### [DATASET RECORDS]
// Copyright (c) 2026 Christoph Gaffga
// SPDX-License-Identifier: GPL-3.0-only
// https://github.com/cgaffga/phasmcore

//! Plain LSB embed/extract through the public boundary.

use deeptrace_core::stego::lsb;
use deeptrace_core::{embed, extract, lsb_capacity_bytes, max_secret_bytes, Algorithm, Carrier, StegoError};
use rand::{RngCore, SeedableRng};
use rand_chacha::ChaCha20Rng;

fn noise_image(w: usize, h: usize, seed: u64) -> Carrier {
    let mut rng = ChaCha20Rng::seed_from_u64(seed);
    let mut data = vec![0u8; w * h * 3];
    rng.fill_bytes(&mut data);
    Carrier::new(w, h, data).unwrap()
}

fn flat_even(w: usize, h: usize) -> Carrier {
    Carrier::from_fn(w, h, |_, _| [100, 150, 200]).unwrap()
}

// ---------------------------------------------------------------------------
// Round trips
// ---------------------------------------------------------------------------

#[test]
fn hi_in_257x257_noise() {
    let cover = noise_image(257, 257, 1);
    let stego = embed(&cover, Algorithm::Lsb, "hi", "").unwrap();
    assert_eq!(extract(&stego, Algorithm::Lsb, "").unwrap(), "hi");
}

#[test]
fn unicode_roundtrip() {
    let cover = noise_image(64, 64, 2);
    let text = "Grüße aus Köln ✓ 東京";
    let stego = embed(&cover, Algorithm::Lsb, text, "").unwrap();
    assert_eq!(extract(&stego, Algorithm::Lsb, "").unwrap(), text);
}

#[test]
fn survives_png_reencode() {
    let cover = noise_image(50, 30, 3);
    let stego = embed(&cover, Algorithm::Lsb, "lossless only", "").unwrap();
    let png = stego.encode_png().unwrap();
    let decoded = Carrier::decode(&png).unwrap();
    assert_eq!(decoded, stego);
    assert_eq!(extract(&decoded, Algorithm::Lsb, "").unwrap(), "lossless only");
}

// ---------------------------------------------------------------------------
// Capacity
// ---------------------------------------------------------------------------

#[test]
fn capacity_boundary_4x4() {
    // 4*4*3 / 8 = 6 bytes: 4 text bytes + 2 terminator bytes.
    let cover = flat_even(4, 4);
    assert_eq!(lsb_capacity_bytes(4, 4), 6);
    assert_eq!(max_secret_bytes(&cover, Algorithm::Lsb), 4);

    let stego = embed(&cover, Algorithm::Lsb, "abcd", "").unwrap();
    assert_eq!(extract(&stego, Algorithm::Lsb, "").unwrap(), "abcd");

    assert_eq!(
        embed(&cover, Algorithm::Lsb, "abcde", ""),
        Err(StegoError::CapacityExceeded { needed: 7, available: 6 })
    );
}

#[test]
fn capacity_rounds_down_partial_bytes() {
    // 3x3 RGB = 27 samples = 3 whole bytes.
    assert_eq!(lsb_capacity_bytes(3, 3), 3);
    let cover = flat_even(3, 3);
    assert!(embed(&cover, Algorithm::Lsb, "a", "").is_ok());
    assert!(matches!(
        embed(&cover, Algorithm::Lsb, "ab", ""),
        Err(StegoError::CapacityExceeded { needed: 4, available: 3 })
    ));
}

// ---------------------------------------------------------------------------
// Determinism and locality
// ---------------------------------------------------------------------------

#[test]
fn embedding_is_deterministic() {
    let cover = noise_image(40, 40, 4);
    let a = embed(&cover, Algorithm::Lsb, "same input", "").unwrap();
    let b = embed(&cover, Algorithm::Lsb, "same input", "").unwrap();
    assert_eq!(a, b);
}

#[test]
fn only_payload_lsbs_change() {
    let cover = noise_image(40, 40, 5);
    let text = "locality";
    let stego = embed(&cover, Algorithm::Lsb, text, "").unwrap();
    let payload_bits = (text.len() + 2) * 8;

    for (i, (&a, &b)) in cover.as_bytes().iter().zip(stego.as_bytes()).enumerate() {
        assert_eq!(a & !1, b & !1, "upper bits changed at sample {i}");
        if i >= payload_bits {
            assert_eq!(a, b, "sample {i} beyond the payload changed");
        }
    }
}

// ---------------------------------------------------------------------------
// Failure modes
// ---------------------------------------------------------------------------

#[test]
fn flat_even_image_has_no_message() {
    assert_eq!(extract(&flat_even(32, 32), Algorithm::Lsb, ""), Err(StegoError::NoHiddenMessage));
}

#[test]
fn raw_stream_ignores_terminator() {
    let cover = flat_even(16, 16);
    let stego = lsb::embed(&cover, "ab").unwrap();
    let raw = lsb::raw_bytes(&stego, 6);
    assert_eq!(raw, vec![b'a', b'b', 0xFF, 0xFE, 0, 0]);
}

#[test]
fn blank_secret_is_rejected() {
    assert_eq!(embed(&flat_even(8, 8), Algorithm::Lsb, "   ", ""), Err(StegoError::EmptySecret));
}
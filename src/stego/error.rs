// Copyright (c) 2026 Christoph Gaffga
// SPDX-License-Identifier: GPL-3.0-only
// https://github.com/cgaffga/phasmcore

//! Error types for the embedding and extraction codecs.
//!
//! [`StegoError`] covers every terminal failure of an embed/extract call.
//! Errors are never retried internally; callers get a stable kind string
//! via [`StegoError::kind`].

use core::fmt;

/// Errors that can occur during embedding or extraction.
#[derive(Debug, Clone, PartialEq, Eq)]
pub enum StegoError {
    /// The payload does not fit. Sizes are in the codec's native unit
    /// (bytes for LSB, bits for DCT/DWT).
    CapacityExceeded { needed: usize, available: usize },
    /// The carrier has the wrong color mode, is too small, or is undecodable.
    InvalidCarrierFormat(String),
    /// The terminator never appeared before the carrier was exhausted.
    NoHiddenMessage,
    /// The bit stream length is not a multiple of 8.
    NotByteAligned,
    /// The reassembled bytes are not valid UTF-8.
    InvalidUtf8,
    /// The extracted envelope is shorter than salt + nonce + tag.
    CorruptPayload,
    /// Authentication failed. Wrong password and tampering are reported
    /// identically.
    InvalidPasswordOrCorruptPayload,
    /// The secret is empty or whitespace only.
    EmptySecret,
    /// A password or watermark key is required but was empty.
    PasswordRequired,
    /// Pixel clipping kept some watermark bits from reading back as
    /// written. Typical for saturated or high-contrast carriers.
    WatermarkClipped { unreadable_bits: usize },
}

impl StegoError {
    /// Stable machine-readable kind, suitable for API responses.
    pub fn kind(&self) -> &'static str {
        match self {
            Self::CapacityExceeded { .. } => "CapacityExceeded",
            Self::InvalidCarrierFormat(_) => "InvalidCarrierFormat",
            Self::NoHiddenMessage => "NoHiddenMessage",
            Self::NotByteAligned => "NotByteAligned",
            Self::InvalidUtf8 => "InvalidUtf8",
            Self::CorruptPayload => "CorruptPayload",
            Self::InvalidPasswordOrCorruptPayload => "InvalidPasswordOrCorruptPayload",
            Self::EmptySecret => "EmptySecret",
            Self::PasswordRequired => "PasswordRequired",
            Self::WatermarkClipped { .. } => "WatermarkClipped",
        }
    }
}

impl fmt::Display for StegoError {
    fn fmt(&self, f: &mut fmt::Formatter<'_>) -> fmt::Result {
        match self {
            Self::CapacityExceeded { needed, available } => {
                write!(f, "payload too large for carrier (needs {needed}, max {available})")
            }
            Self::InvalidCarrierFormat(msg) => write!(f, "invalid carrier: {msg}"),
            Self::NoHiddenMessage => write!(f, "no hidden message found"),
            Self::NotByteAligned => write!(f, "bit stream is not byte aligned"),
            Self::InvalidUtf8 => write!(f, "extracted text is not valid UTF-8"),
            Self::CorruptPayload => write!(f, "corrupted encrypted payload"),
            Self::InvalidPasswordOrCorruptPayload => {
                write!(f, "invalid password or corrupted stego image")
            }
            Self::EmptySecret => write!(f, "secret message cannot be empty"),
            Self::PasswordRequired => write!(f, "password is required"),
            Self::WatermarkClipped { unreadable_bits } => {
                write!(f, "carrier clips the watermark ({unreadable_bits} bits unreadable)")
            }
        }
    }
}

impl std::error::Error for StegoError {}

impl From<image::ImageError> for StegoError {
    fn from(e: image::ImageError) -> Self {
        Self::InvalidCarrierFormat(e.to_string())
    }
}

#[cfg(test)]
mod tests {
    use super::*;

    #[test]
    fn capacity_message_reports_max() {
        let e = StegoError::CapacityExceeded { needed: 120, available: 96 };
        let msg = e.to_string();
        assert!(msg.contains("120"));
        assert!(msg.contains("96"));
        assert_eq!(e.kind(), "CapacityExceeded");
    }

    #[test]
    fn auth_failure_is_opaque() {
        let msg = StegoError::InvalidPasswordOrCorruptPayload.to_string();
        assert!(!msg.contains("tag"));
        assert!(msg.contains("invalid password"));
    }

    #[test]
    fn clipped_watermark_reports_count() {
        let e = StegoError::WatermarkClipped { unreadable_bits: 3 };
        assert_eq!(e.kind(), "WatermarkClipped");
        assert!(e.to_string().contains("3 bits unreadable"));
    }
}
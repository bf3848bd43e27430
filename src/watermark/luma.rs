// Copyright (c) 2026 Christoph Gaffga
// SPDX-License-Identifier: GPL-3.0-only
// https://github.com/cgaffga/phasmcore

//! Luma/chroma split for the transform codecs.
//!
//! RGB is converted to full-range YCbCr (JFIF coefficients) in `f64`. Only
//! the Y plane is modified; Cb and Cr are kept at full precision so pixels
//! whose luma is untouched convert back to their exact original RGB.

use crate::carrier::{Carrier, CHANNELS};
use crate::stego::error::StegoError;

/// Y plane plus the chroma needed to rebuild RGB.
#[derive(Debug, Clone)]
pub struct LumaPlane {
    width: usize,
    height: usize,
    y: Vec<f64>,
    cb: Vec<f64>,
    cr: Vec<f64>,
}

impl LumaPlane {
    pub fn from_carrier(carrier: &Carrier) -> Self {
        let n = carrier.pixel_count();
        let mut y = Vec::with_capacity(n);
        let mut cb = Vec::with_capacity(n);
        let mut cr = Vec::with_capacity(n);
        for px in carrier.as_bytes().chunks_exact(CHANNELS) {
            let (r, g, b) = (px[0] as f64, px[1] as f64, px[2] as f64);
            y.push(0.299 * r + 0.587 * g + 0.114 * b);
            cb.push(128.0 - 0.168_736 * r - 0.331_264 * g + 0.5 * b);
            cr.push(128.0 + 0.5 * r - 0.418_688 * g - 0.081_312 * b);
        }
        Self { width: carrier.width(), height: carrier.height(), y, cb, cr }
    }

    pub fn width(&self) -> usize {
        self.width
    }

    pub fn height(&self) -> usize {
        self.height
    }

    /// Row-major luma samples.
    pub fn luma(&self) -> &[f64] {
        &self.y
    }

    /// Copy of the luma plane, edge-replicated on the right and bottom up to
    /// the next multiple of `multiple`.
    ///
    /// Returns `(samples, padded_width, padded_height)`. The padding exists
    /// only so whole transform units can be formed; it is discarded by
    /// [`LumaPlane::store_cropped`].
    pub fn padded(&self, multiple: usize) -> (Vec<f64>, usize, usize) {
        let pw = self.width.div_ceil(multiple) * multiple;
        let ph = self.height.div_ceil(multiple) * multiple;
        let mut out = Vec::with_capacity(pw * ph);
        for row in 0..ph {
            let src_row = row.min(self.height - 1) * self.width;
            for col in 0..pw {
                out.push(self.y[src_row + col.min(self.width - 1)]);
            }
        }
        (out, pw, ph)
    }

    /// Write back the top-left `width x height` region of a padded plane.
    pub fn store_cropped(&mut self, padded: &[f64], padded_width: usize) {
        for row in 0..self.height {
            let src = &padded[row * padded_width..row * padded_width + self.width];
            self.y[row * self.width..(row + 1) * self.width].copy_from_slice(src);
        }
    }

    /// Clip luma to [0, 255], recombine with the stored chroma and round.
    pub fn to_carrier(&self) -> Result<Carrier, StegoError> {
        let mut data = Vec::with_capacity(self.y.len() * CHANNELS);
        for i in 0..self.y.len() {
            let y = self.y[i].clamp(0.0, 255.0);
            let cb = self.cb[i] - 128.0;
            let cr = self.cr[i] - 128.0;
            data.push(to_u8(y + 1.402 * cr));
            data.push(to_u8(y - 0.344_136 * cb - 0.714_136 * cr));
            data.push(to_u8(y + 1.772 * cb));
        }
        Carrier::new(self.width, self.height, data)
    }
}

fn to_u8(v: f64) -> u8 {
    v.round().clamp(0.0, 255.0) as u8
}
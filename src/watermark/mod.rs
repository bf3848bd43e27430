// Copyright (c) 2026 Christoph Gaffga
// SPDX-License-Identifier: GPL-3.0-only
// https://github.com/cgaffga/phasmcore

//! Keyed transform-domain watermarking on the luma channel.
//!
//! - **DCT** ([`dct`]): one bit per 8x8 block, stored as the ordering of a
//!   mid-frequency coefficient pair.
//! - **DWT** ([`dwt`]): one bit per HL coefficient of a one-level Haar
//!   decomposition, stored by quantization parity.
//!
//! Both codecs terminate the payload with a single zero byte and derive
//! the usable block/coefficient count from the carrier dimensions alone,
//! so embed and extract always agree without side metadata.

pub mod dct;
pub mod dwt;
pub mod luma;

pub use luma::LumaPlane;
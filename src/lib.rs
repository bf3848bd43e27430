// Copyright (c) 2026 Christoph Gaffga
// SPDX-License-Identifier: GPL-3.0-only
// https://github.com/cgaffga/phasmcore

//! # deeptrace-core
//!
//! Image steganography, keyed watermarking and blind steganalysis over
//! lossless RGB carriers. Provides four embedding schemes:
//!
//! - **LSB**: text in the least significant bits of every color sample.
//! - **Keyed LSB**: PBKDF2 + AES-256-GCM sealed envelope, base64-armored,
//!   embedded as LSB text. Wrong passwords and tampering fail identically.
//! - **DCT**: keyed coefficient-pair ordering in 8x8 luma blocks.
//! - **DWT**: keyed quantization index modulation on Haar HL coefficients.
//!
//! The `analysis` module scores images (or arbitrary files) for signs of
//! hidden data and tries to read back plaintext LSB payloads.
//!
//! Every operation is a pure function of its inputs. Keyed permutations use
//! a ChaCha20 generator created fresh per call, so concurrent calls with
//! different keys never interfere.
//!
//! # Quick start
//!
//! ```rust,ignore
//! use deeptrace_core::{Algorithm, Carrier, embed, extract};
//!
//! let cover = Carrier::decode(&std::fs::read("cover.png").unwrap()).unwrap();
//! let stego = embed(&cover, Algorithm::Dwt, "owner: ACME", "wm-key").unwrap();
//! std::fs::write("stego.png", stego.encode_png().unwrap()).unwrap();
//! assert_eq!(extract(&stego, Algorithm::Dwt, "wm-key").unwrap(), "owner: ACME");
//! ```

pub mod analysis;
pub mod carrier;
pub mod stego;
pub mod watermark;

pub use analysis::{
    aggregate_scores, analyze_file, analyze_image, analyze_image_bytes, AnalysisReport, AnalysisScore, Detector,
    DetectorConfig, RiskLevel, ScoreDetails,
};
pub use carrier::Carrier;
pub use stego::capacity::{dct_capacity_bits, dwt_capacity_bits, dwt_payload_bits, lsb_capacity_bytes};
pub use stego::{capacity_bits, embed, extract, max_secret_bytes, Algorithm, Codec, StegoError};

### [PROBLEM REQUIREMENTS]
Among the records above, find each line containing the string "back" and copy it.

### [ANSWER AREA]
    /// Pixel clipping kept some watermark bits from reading back as
//! whose luma is untouched convert back to their exact original RGB.
    /// Write back the top-left `width x height` region of a padded plane.
//! hidden data and tries to read back plaintext LSB payloads.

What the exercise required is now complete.